What you should output is the data below, unchanged in every character.

■ Source material
○ ○ ○ ○ ○ ○ ○
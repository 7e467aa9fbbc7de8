use crate::geometry::{check_bound, Rect};

// 八方向朝向
#[derive(Clone, Copy, Debug, Eq, PartialEq, Hash)]
pub enum Direction {
    Right,
    UpRight,
    Up,
    UpLeft,
    Left,
    DownLeft,
    Down,
    DownRight,
}

impl Direction {
    pub const ALL: [Direction; 8] = [
        Direction::Right,
        Direction::UpRight,
        Direction::Up,
        Direction::UpLeft,
        Direction::Left,
        Direction::DownLeft,
        Direction::Down,
        Direction::DownRight,
    ];

    // 由净位移换算朝向，零位移没有朝向
    pub fn from_delta(dx: i32, dy: i32) -> Option<Self> {
        match (dx.signum(), dy.signum()) {
            (1, 0) => Some(Direction::Right),
            (1, -1) => Some(Direction::UpRight),
            (0, -1) => Some(Direction::Up),
            (-1, -1) => Some(Direction::UpLeft),
            (-1, 0) => Some(Direction::Left),
            (-1, 1) => Some(Direction::DownLeft),
            (0, 1) => Some(Direction::Down),
            (1, 1) => Some(Direction::DownRight),
            _ => None,
        }
    }

    pub fn delta(self) -> (i32, i32) {
        match self {
            Direction::Right => (1, 0),
            Direction::UpRight => (1, -1),
            Direction::Up => (0, -1),
            Direction::UpLeft => (-1, -1),
            Direction::Left => (-1, 0),
            Direction::DownLeft => (-1, 1),
            Direction::Down => (0, 1),
            Direction::DownRight => (1, 1),
        }
    }

    // 朝向对应的贴图姿态，原图朝左
    pub fn orientation(self) -> Orientation {
        let (mirrored, degrees) = match self {
            Direction::Right => (true, 0.0),
            Direction::UpRight => (true, 45.0),
            Direction::Up => (true, 90.0),
            Direction::UpLeft => (false, -45.0),
            Direction::Left => (false, 0.0),
            Direction::DownLeft => (false, 45.0),
            Direction::Down => (true, -90.0),
            Direction::DownRight => (true, -45.0),
        };
        Orientation { mirrored, degrees }
    }

    // 射击角度（逆时针，度）
    pub fn angle_degrees(self) -> f32 {
        let (dx, dy) = self.delta();
        (-dy as f32).atan2(dx as f32).to_degrees()
    }
}

// 贴图绘制方式：是否水平翻转，再逆时针旋转 degrees 度
#[derive(Clone, Copy, Debug, PartialEq)]
pub struct Orientation {
    pub mirrored: bool,
    pub degrees: f32,
}

#[derive(Clone, Copy, Debug, Default, Eq, PartialEq)]
pub struct HeldKeys {
    pub up: bool,
    pub down: bool,
    pub left: bool,
    pub right: bool,
}

impl HeldKeys {
    // 所有按下方向键的位移之和
    pub fn net_delta(&self) -> (i32, i32) {
        let mut sum = (0, 0);
        for (held, (dx, dy)) in [
            (self.up, (0, -1)),
            (self.down, (0, 1)),
            (self.left, (-1, 0)),
            (self.right, (1, 0)),
        ] {
            if held {
                sum.0 += dx;
                sum.1 += dy;
            }
        }
        sum
    }
}

// 当前显示的形象
#[derive(Clone, Copy, Debug, Eq, PartialEq)]
pub enum Pose {
    Facing,
    Victory,
    Hit,
}

// 玩家角色：位置矩形、朝向与形象
#[derive(Clone, Debug)]
pub struct Bird {
    pub rect: Rect,
    pub facing: Direction,
    pub pose: Pose,
}

impl Bird {
    pub fn new(center: (i32, i32), size: (i32, i32)) -> Self {
        Self {
            rect: Rect::from_center(center, size.0, size.1),
            facing: Direction::Right,
            pose: Pose::Facing,
        }
    }

    pub fn rect(&self) -> Rect {
        self.rect
    }

    // 按净位移移动，越界则整体撤销；只要净位移非零就更新朝向
    pub fn update(&mut self, keys: &HeldKeys, area: &Rect) {
        let (dx, dy) = keys.net_delta();
        self.rect.move_by(dx, dy);
        if check_bound(area, &self.rect) != (true, true) {
            self.rect.move_by(-dx, -dy);
        }
        if let Some(dir) = Direction::from_delta(dx, dy) {
            self.facing = dir;
            self.pose = Pose::Facing;
        }
    }

    pub fn celebrate(&mut self) {
        self.pose = Pose::Victory;
    }

    pub fn hit(&mut self) {
        self.pose = Pose::Hit;
    }
}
○ ○ ○ ○ ○ ○ ○
■ Worked solution
repository 7e467aa9fbbc7de8
use crate::geometry::{check_bound, Rect};

// 八方向朝向
#[derive(Clone, Copy, Debug, Eq, PartialEq, Hash)]
pub enum Direction {
    Right,
    UpRight,
    Up,
    UpLeft,
    Left,
    DownLeft,
    Down,
    DownRight,
}

impl Direction {
    pub const ALL: [Direction; 8] = [
        Direction::Right,
        Direction::UpRight,
        Direction::Up,
        Direction::UpLeft,
        Direction::Left,
        Direction::DownLeft,
        Direction::Down,
        Direction::DownRight,
    ];

    // 由净位移换算朝向，零位移没有朝向
    pub fn from_delta(dx: i32, dy: i32) -> Option<Self> {
        match (dx.signum(), dy.signum()) {
            (1, 0) => Some(Direction::Right),
            (1, -1) => Some(Direction::UpRight),
            (0, -1) => Some(Direction::Up),
            (-1, -1) => Some(Direction::UpLeft),
            (-1, 0) => Some(Direction::Left),
            (-1, 1) => Some(Direction::DownLeft),
            (0, 1) => Some(Direction::Down),
            (1, 1) => Some(Direction::DownRight),
            _ => None,
        }
    }

    pub fn delta(self) -> (i32, i32) {
        match self {
            Direction::Right => (1, 0),
            Direction::UpRight => (1, -1),
            Direction::Up => (0, -1),
            Direction::UpLeft => (-1, -1),
            Direction::Left => (-1, 0),
            Direction::DownLeft => (-1, 1),
            Direction::Down => (0, 1),
            Direction::DownRight => (1, 1),
        }
    }

    // 朝向对应的贴图姿态，原图朝左
    pub fn orientation(self) -> Orientation {
        let (mirrored, degrees) = match self {
            Direction::Right => (true, 0.0),
            Direction::UpRight => (true, 45.0),
            Direction::Up => (true, 90.0),
            Direction::UpLeft => (false, -45.0),
            Direction::Left => (false, 0.0),
            Direction::DownLeft => (false, 45.0),
            Direction::Down => (true, -90.0),
            Direction::DownRight => (true, -45.0),
        };
        Orientation { mirrored, degrees }
    }

    // 射击角度（逆时针，度）
    pub fn angle_degrees(self) -> f32 {
        let (dx, dy) = self.delta();
        (-dy as f32).atan2(dx as f32).to_degrees()
    }
}

// 贴图绘制方式：是否水平翻转，再逆时针旋转 degrees 度
#[derive(Clone, Copy, Debug, PartialEq)]
pub struct Orientation {
    pub mirrored: bool,
    pub degrees: f32,
}

#[derive(Clone, Copy, Debug, Default, Eq, PartialEq)]
pub struct HeldKeys {
    pub up: bool,
    pub down: bool,
    pub left: bool,
    pub right: bool,
}

impl HeldKeys {
    // 所有按下方向键的位移之和
    pub fn net_delta(&self) -> (i32, i32) {
        let mut sum = (0, 0);
        for (held, (dx, dy)) in [
            (self.up, (0, -1)),
            (self.down, (0, 1)),
            (self.left, (-1, 0)),
            (self.right, (1, 0)),
        ] {
            if held {
                sum.0 += dx;
                sum.1 += dy;
            }
        }
        sum
    }
}

// 当前显示的形象
#[derive(Clone, Copy, Debug, Eq, PartialEq)]
pub enum Pose {
    Facing,
    Victory,
    Hit,
}

// 玩家角色：位置矩形、朝向与形象
#[derive(Clone, Debug)]
pub struct Bird {
    pub rect: Rect,
    pub facing: Direction,
    pub pose: Pose,
}

impl Bird {
    pub fn new(center: (i32, i32), size: (i32, i32)) -> Self {
        Self {
            rect: Rect::from_center(center, size.0, size.1),
            facing: Direction::Right,
            pose: Pose::Facing,
        }
    }

    pub fn rect(&self) -> Rect {
        self.rect
    }

    // 按净位移移动，越界则整体撤销；只要净位移非零就更新朝向
    pub fn update(&mut self, keys: &HeldKeys, area: &Rect) {
        let (dx, dy) = keys.net_delta();
        self.rect.move_by(dx, dy);
        if check_bound(area, &self.rect) != (true, true) {
            self.rect.move_by(-dx, -dy);
        }
        if let Some(dir) = Direction::from_delta(dx, dy) {
            self.facing = dir;
            self.pose = Pose::Facing;
        }
    }

    pub fn celebrate(&mut self) {
        self.pose = Pose::Victory;
    }

    pub fn hit(&mut self) {
        self.pose = Pose::Hit;
    }
}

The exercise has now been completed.